As Republican lawmakers try to identify ways to cut costs in public programs such as Medicaid, they’re finding it harder to achieve than perhaps originally envisaged. Acceptable options for Republicans include adding work requirements and rooting out waste, fraud and abuse. But to achieve planned cuts of $88 billion annually, they’ll need to go further. Politico reported last week that the White House and Republican lawmakers may attempt to meet Medicaid savings targets in the budget reconciliation bill by linking the prices the program pays for prescription drugs to international benchmarks.
The Medicaid program appears to be a very likely target of budget austerity measures, to help partially pay for an extension of the tax cuts enacted during President Trump’s first term in office. A House proposal discussed earlier this year is estimated to save $1.9 trillion dollars over ten years. Medicaid would form a large part of this.
Established in 1965, Medicaid is the joint state and federal health insurance program largely for people with low incomes in the United States. Currently, approximately 72 million people are enrolled. It’s hard to overstate the program’s importance. It covers more than 40% of all births in the country, and nearly two-thirds of nursing home stays. Around 27 million children receive Medicaid benefits. And in the 41 states that expanded the program as part of the Affordable Care Act, it also insures millions of Americans with incomes just above the federally defined poverty line. Medicaid is also very popular, according to a KFF poll released in March, with fewer than one-fifth of respondents saying they’d like to see cuts to the program.
The ACA expanded Medicaid eligibility in 2014 to include nearly all adults with incomes up to 138% of the federal poverty level. And since 2020, states that implemented Medicaid expansion receive a 90% federal match rate. Overall, for every dollar a state spends on Medicaid services, it now gets between $1 and $3 of federal support. Wealthier states are closer to $1; poorer states, $3.
Speaker of the House, Mike Johnson (R-La.), has more or less ruled out two policy proposals that would have made it easier to accomplish the House Energy and Commerce Committee’s $880 billion, ten-year savings target in cuts to Medicaid. These include a change to the portion of state Medicaid costs borne by the federal government, which is currently at 90% for states that elected to expand their eligible Medicaid population. And Johnson says it’s unlikely that lawmakers would implement per capita caps on Medicaid benefits for enrollees in expansion states.
But imposing work requirements remains an acceptable option for key GOP legislators. Indeed, work requirements for Medicaid resurfaced earlier this year as part of a broader legislative package of potential changes to the program.

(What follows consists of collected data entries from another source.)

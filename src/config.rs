//! Issuer key configuration loaded from the environment.
//!
//! Up to [`MAX_KEY_SLOTS`] key pairs are read from `PRIVATE_KEY{i}`,
//! `PUBLIC_KEY{i}` (base64 of `BE32(key_id) || key`) and `EXPIRY{i}`
//! (epoch milliseconds). When slot 1 is empty a fresh key pair with id 1
//! is generated so a development issuer can start without configuration.

use std::time::{SystemTime, UNIX_EPOCH};

use rand_core::{CryptoRng, RngCore};
use tracing::{info, instrument, warn};

use crate::{
    errors::PstError,
    key_material::KeyedMaterial,
    key_store::{generate_keyed_pair, KeyEntry, KeyStore},
    types::KeyId,
    voprf::VoprfSuite,
};

pub const MAX_KEY_SLOTS: usize = 6;
/// Expiry advertised for keys without `EXPIRY{i}`: 90 days.
pub const DEFAULT_EXPIRY_MS: u64 = 90 * 24 * 60 * 60 * 1000;

#[derive(Clone, Debug)]
pub enum SlotKeys {
    /// `(private, public)` as supplied.
    Supplied(KeyedMaterial, KeyedMaterial),
    /// Generate a key pair with this id when the store is built.
    Generate(KeyId),
}

#[derive(Clone, Debug)]
pub struct KeySlot {
    pub slot: usize,
    pub keys: SlotKeys,
    pub expiry: u64,
}

#[derive(Clone, Debug, Default)]
pub struct IssuerConfig {
    pub slots: Vec<KeySlot>,
}

fn epoch_ms() -> u64 {
    let ms = SystemTime::now().duration_since(UNIX_EPOCH).unwrap_or_default().as_millis();
    u64::try_from(ms).unwrap_or(u64::MAX)
}

impl IssuerConfig {
    /// # Errors
    /// See [`IssuerConfig::from_lookup_at`].
    pub fn from_env() -> Result<Self, PstError> {
        Self::from_lookup(|name| std::env::var(name).ok())
    }

    /// # Errors
    /// See [`IssuerConfig::from_lookup_at`].
    pub fn from_lookup<F>(lookup: F) -> Result<Self, PstError>
    where
        F: Fn(&str) -> Option<String>,
    {
        Self::from_lookup_at(lookup, epoch_ms())
    }

    /// Read the slots through `lookup`, defaulting expiries relative to `now_ms`.
    ///
    /// A slot with only one of `PRIVATE_KEY{n}` / `PUBLIC_KEY{n}` set is rejected in every
    /// slot. Slot 1 does not fall back to a generated key and slots 2 to 6 are not skipped,
    /// so environments that relied on either must set both halves or neither.
    ///
    /// # Errors
    /// `PstError::Config` if only one half of a pair is set or an expiry is not a number,
    /// `PstError::InvalidEncoding` / `PstError::MalformedKey` for unreadable key material.
    pub fn from_lookup_at<F>(lookup: F, now_ms: u64) -> Result<Self, PstError>
    where
        F: Fn(&str) -> Option<String>,
    {
        let mut slots = Vec::new();
        for slot in 1..=MAX_KEY_SLOTS {
            let private = lookup(&format!("PRIVATE_KEY{slot}")).filter(|v| !v.trim().is_empty());
            let public = lookup(&format!("PUBLIC_KEY{slot}")).filter(|v| !v.trim().is_empty());
            let keys = match (private, public) {
                (Some(private), Some(public)) => {
                    SlotKeys::Supplied(KeyedMaterial::from_base64(&private)?, KeyedMaterial::from_base64(&public)?)
                }
                (None, None) if slot == 1 => SlotKeys::Generate(KeyId(1)),
                (None, None) => continue,
                _ => {
                    return Err(PstError::Config(format!(
                        "PRIVATE_KEY{slot} and PUBLIC_KEY{slot} must be set together"
                    )))
                }
            };
            let expiry = match lookup(&format!("EXPIRY{slot}")) {
                Some(v) => v
                    .trim()
                    .parse::<u64>()
                    .map_err(|e| PstError::Config(format!("EXPIRY{slot}: {e}")))?,
                None => now_ms.saturating_add(DEFAULT_EXPIRY_MS),
            };
            info!(slot, expiry, generated = matches!(keys, SlotKeys::Generate(_)), "loaded key slot");
            slots.push(KeySlot { slot, keys, expiry });
        }
        Ok(Self { slots })
    }

    /// Materialize the configured slots into a read-only key store.
    ///
    /// # Errors
    /// `KeyIdMismatch` / `DuplicateKeyId` for inconsistent material, `IssuanceEvaluation`
    /// if key generation fails.
    #[instrument(level = "debug", skip_all)]
    pub fn build_key_store<S: VoprfSuite, R: RngCore + CryptoRng>(
        &self,
        suite: &S,
        rng: &mut R,
    ) -> Result<KeyStore, PstError> {
        let mut entries = Vec::with_capacity(self.slots.len());
        for slot in &self.slots {
            let (private, public) = match &slot.keys {
                SlotKeys::Supplied(private, public) => (private.clone(), public.clone()),
                SlotKeys::Generate(key_id) => {
                    warn!(slot = slot.slot, %key_id, "no key configured, generating an ephemeral key pair");
                    generate_keyed_pair(suite, *key_id, rng)?
                }
            };
            entries.push(KeyEntry::new(public, private, slot.expiry)?);
        }
        KeyStore::from_entries(entries)
    }
}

In this context, GOP lawmakers are pushing to require that able-bodied Medicaid recipients work in order to get or keep coverage.

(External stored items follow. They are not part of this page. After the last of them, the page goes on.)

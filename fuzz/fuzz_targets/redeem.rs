#![no_main]

use std::sync::OnceLock;

use libfuzzer_sys::fuzz_target;
use pst_issuer::{generate_keyed_pair, KeyEntry, KeyId, KeyStore, Nonce, P384Sha384, PstRedeemer, RedeemerRequest, VoprfSuite};
use rand_core::OsRng;

fn store() -> &'static KeyStore {
    static STORE: OnceLock<KeyStore> = OnceLock::new();
    STORE.get_or_init(|| {
        let (private, public) = generate_keyed_pair(&P384Sha384, KeyId(1), &mut OsRng).unwrap();
        KeyStore::from_entries(vec![KeyEntry::new(public, private, 0).unwrap()]).unwrap()
    })
}

fuzz_target!(|data: &[u8]| {
    // Arbitrary nonce and W under a real key: never an error, never validated
    if data.len() < 64 + 97 {
        return;
    }
    let params = P384Sha384.params();
    let nonce = Nonce::try_from(&data[..64]).unwrap();
    let w = data[64..64 + 97].to_vec();
    let request = RedeemerRequest::new(KeyId(1), nonce, w, data[64 + 97..].iter().copied().take(1024).collect(), &params)
        .unwrap();
    let response = PstRedeemer::new(P384Sha384).redeem(&request, store(), Some(0.0)).unwrap();
    assert!(!response.validated());
});
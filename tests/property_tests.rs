//! Property-based tests for the wire codecs and key material.

use pst_issuer::*;
use proptest::prelude::*;

const P384: SuiteParams = SuiteParams { element_len: 49, uncompressed_element_len: 97, scalar_len: 48 };

// Property test: key id embedding is lossless for every id and key
proptest! {
    #[test]
    fn key_material_round_trip(
        id in any::<u32>(),
        raw in prop::collection::vec(any::<u8>(), 1..128)
    ) {
        let m = embed_key_id(KeyId(id), &raw).unwrap();
        prop_assert_eq!(m.as_bytes().len(), 4 + raw.len());
        prop_assert_eq!(extract_key_id(m.as_bytes()).unwrap(), KeyId(id));
        prop_assert_eq!(extract_raw_key(m.as_bytes()).unwrap(), raw.as_slice());
        prop_assert_eq!(KeyedMaterial::from_base64(&m.to_base64()).unwrap(), m);
    }
}

// Property test: message codecs round-trip field by field
proptest! {
    #[test]
    fn issue_request_round_trip(blinded in prop::collection::vec(any::<u8>(), 97..=97)) {
        let req = IssueRequest::new(&blinded).unwrap();
        let back = IssueRequest::deserialize(&req.serialize()).unwrap();
        prop_assert_eq!(back.blinded_msg().0.to_vec(), blinded);
    }

    #[test]
    fn issue_response_round_trip(
        issued in any::<u16>(),
        key_id in any::<u32>(),
        signed in prop::collection::vec(any::<u8>(), 49..=49),
        proof in prop::collection::vec(any::<u8>(), 96..=96)
    ) {
        let resp = IssueResponse::new(issued, KeyId(key_id), signed.clone(), proof.clone(), &P384).unwrap();
        let back = IssueResponse::deserialize(&resp.serialize(), &P384).unwrap();
        prop_assert_eq!(back.issued(), issued);
        prop_assert_eq!(back.key_id(), KeyId(key_id));
        prop_assert_eq!(back.signed_nonce(), signed.as_slice());
        prop_assert_eq!(back.evaluate_proof(), proof.as_slice());
    }

    #[test]
    fn redeemer_request_round_trip(
        key_id in any::<u32>(),
        nonce in prop::collection::vec(any::<u8>(), 64..=64),
        w in prop::collection::vec(any::<u8>(), 97..=97),
        client_data in prop::collection::vec(any::<u8>(), 0..512)
    ) {
        let nonce = Nonce::try_from(nonce.as_slice()).unwrap();
        let req = RedeemerRequest::new(KeyId(key_id), nonce, w, client_data, &P384).unwrap();
        prop_assert_eq!(RedeemerRequest::deserialize(&req.serialize(), &P384).unwrap(), req);
    }

    #[test]
    fn redeemer_response_round_trip(
        key_id in any::<u16>(),
        evaluated in prop::collection::vec(any::<u8>(), 0..256),
        validated in any::<bool>(),
        date in 0u64..=(1u64 << 53)
    ) {
        #[allow(clippy::cast_precision_loss)]
        let date = date as f64;
        let resp = RedeemerResponse::new(key_id, evaluated, validated, date);
        prop_assert_eq!(RedeemerResponse::deserialize(&resp.serialize()).unwrap(), resp);
    }
}

// Property test: length invariants
proptest! {
    #[test]
    fn blinded_message_length_is_exact(len in 0usize..300) {
        let buf = vec![4u8; len];
        let res = IssueRequest::new(&buf);
        if len == 97 {
            prop_assert!(res.is_ok());
        } else {
            let is_invalid = matches!(res, Err(PstError::InvalidRequest { .. }));
            prop_assert!(is_invalid);
        }
    }

    #[test]
    fn issue_response_field_lengths_are_exact(nonce_len in 0usize..120, proof_len in 0usize..200) {
        let res = IssueResponse::new(1, KeyId(1), vec![0; nonce_len], vec![0; proof_len], &P384);
        prop_assert_eq!(res.is_ok(), nonce_len == 49 && proof_len == 96);
    }

    #[test]
    fn decoders_never_panic(buf in prop::collection::vec(any::<u8>(), 0..400)) {
        let _ = IssueRequest::deserialize(&buf);
        let _ = IssueResponse::deserialize(&buf, &P384);
        let _ = RedeemerRequest::deserialize(&buf, &P384);
        let _ = RedeemerResponse::deserialize(&buf);
        let _ = extract_raw_key(&buf);
    }
}

// Property test: resolution succeeds exactly for the registered ids
proptest! {
    #[test]
    fn key_resolution_is_total_over_registered_ids(n in 1usize..8, lookup in 0u32..16) {
        let entries = (0..n).map(|i| RawKeyEntry {
            private_key: vec![u8::try_from(i + 1).unwrap(); 48],
            public_key: vec![0x04; 97],
            expiry: 0,
        });
        let store = KeyStore::register(entries).unwrap();
        let registered = (1..=u32::try_from(n).unwrap()).contains(&lookup);
        prop_assert_eq!(store.resolve_signing_key(KeyId(lookup)).is_ok(), registered);
        if !registered {
            let is_unknown = matches!(store.resolve_signing_key(KeyId(lookup)), Err(PstError::UnknownKeyId(id)) if id == KeyId(lookup));
            prop_assert!(is_unknown);
        }
    }
}
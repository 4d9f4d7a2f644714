//! Generate issuer key pairs in the form the issuer reads from its environment.
//!
//! ```text
//! pst-keygen --key-id 1 --count 2 --expiry 4133894400000
//! ```

use clap::Parser;
use pst_issuer::{generate_keyed_pair, KeyEntry, KeyId, KeyStore, P384Sha384, PstError};
use rand_core::OsRng;
use tracing_subscriber::EnvFilter;

#[derive(Parser, Debug)]
#[clap(version, about = "Generate P-384 VOPRF key pairs with embedded key ids")]
struct Args {
    /// Id of the first generated key; further keys count up from here.
    #[clap(long, env = "PST_KEYGEN_KEY_ID", default_value_t = 1)]
    key_id: u32,

    /// Number of key pairs to generate.
    #[clap(long, default_value_t = 1, value_parser = clap::value_parser!(u32).range(1..=6))]
    count: u32,

    /// Expiry written as `EXPIRY<n>` (epoch milliseconds).
    #[clap(long)]
    expiry: Option<u64>,

    /// Also print the key commitment JSON for the generated keys.
    #[clap(long)]
    commitment: bool,
}

fn main() -> Result<(), PstError> {
    tracing_subscriber::fmt()
        .with_env_filter(EnvFilter::from_default_env())
        .with_writer(std::io::stderr)
        .init();

    let args = Args::parse();
    let suite = P384Sha384;
    let mut entries = Vec::new();
    for (slot, offset) in (1..).zip(0..args.count) {
        let key_id = KeyId(args.key_id.checked_add(offset).ok_or_else(|| PstError::Config("key id overflow".into()))?);
        let (private, public) = generate_keyed_pair(&suite, key_id, &mut OsRng)?;
        println!("PRIVATE_KEY{slot}={}", private.to_base64());
        println!("PUBLIC_KEY{slot}={}", public.to_base64());
        if let Some(expiry) = args.expiry {
            println!("EXPIRY{slot}={expiry}");
        }
        tracing::info!(slot, %key_id, "generated key pair");
        entries.push(KeyEntry::new(public, private, args.expiry.unwrap_or_default())?);
    }

    if args.commitment {
        let store = KeyStore::from_entries(entries)?;
        let json = store
            .publish_commitment()
            .to_json()
            .map_err(|e| PstError::Config(e.to_string()))?;
        println!("{json}");
    }
    Ok(())
}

However, the Congressional Budget Office has scored prior Medicaid work requirement proposals as merely saving approximately $100 billion over ten years, in part because a large majority of Medicaid beneficiaries already work. This would still leave Republicans far short of their budget goal. And so, they must come up with alternative savings.
Meanwhile, in the Senate, legislators from both sides of the aisle are collaborating to work on novel ways of achieving reductions in spending, specifically related to prescription drugs. Josh Hawley (R-Mo.) and Peter Welch (D-Vt.) have introduced legislation to lower prescription drug costs in Medicaid by prohibiting pharmaceutical companies from selling drugs in the U.S. at higher prices than an international average. Presumably, this international price referencing model would tie domestic prices paid for prescription drugs in the Medicaid program to an average level spent by a set of comparably wealthy countries.
Last week, I noted in a Forbes piece that the Trump administration may revisit a version of international price referencing called the most favored nation model which would peg what healthcare providers get paid for certain medications in Medicare to the lowest prices in peer countries. It’s unknown which prescription drugs could be targeted or whether such a model could be implemented through executive or legislative action.
During the first Trump administration, drug companies sued shortly after an executive order was issued on the most favored nation model and it was blocked in federal court. Nonetheless, capping what is paid or reimbursed to healthcare providers based on an international price referencing system remains an attractive idea for some politicians as it would probably result in lower net prices than have thus far been achieved in the Inflation Reduction Act price negotiations.
The CBO published a report last year in which a most favored nation model would in fact yield comparatively sizable cost savings for the Medicare program. This would likely also hold for Medicaid, though mandatory rebates already exist which provide substantial discounts for medications sold to the program.
Senator Welch noted that “in his first term, President Trump pursued a most-favored nation policy to level the playing field for American patients. I’m glad to partner with Senator Hawley on this bipartisan bill that offers the administration a template to work with Congress to make that goal a reality.”
The proposed legislation would impose fines on pharmaceutical companies that violate the rule, calculated and charged for each unit sold at an inflated price above the international average.
Notably, besides favoring work requirements, Hawley is opposed to kicking large numbers of people off the rolls or cutting benefits that would impact enrollees’ coverage. It appears he views international price referencing for prescription drugs in the Medicaid program as a way to spare draconian cutbacks while at the same time saving money for the government.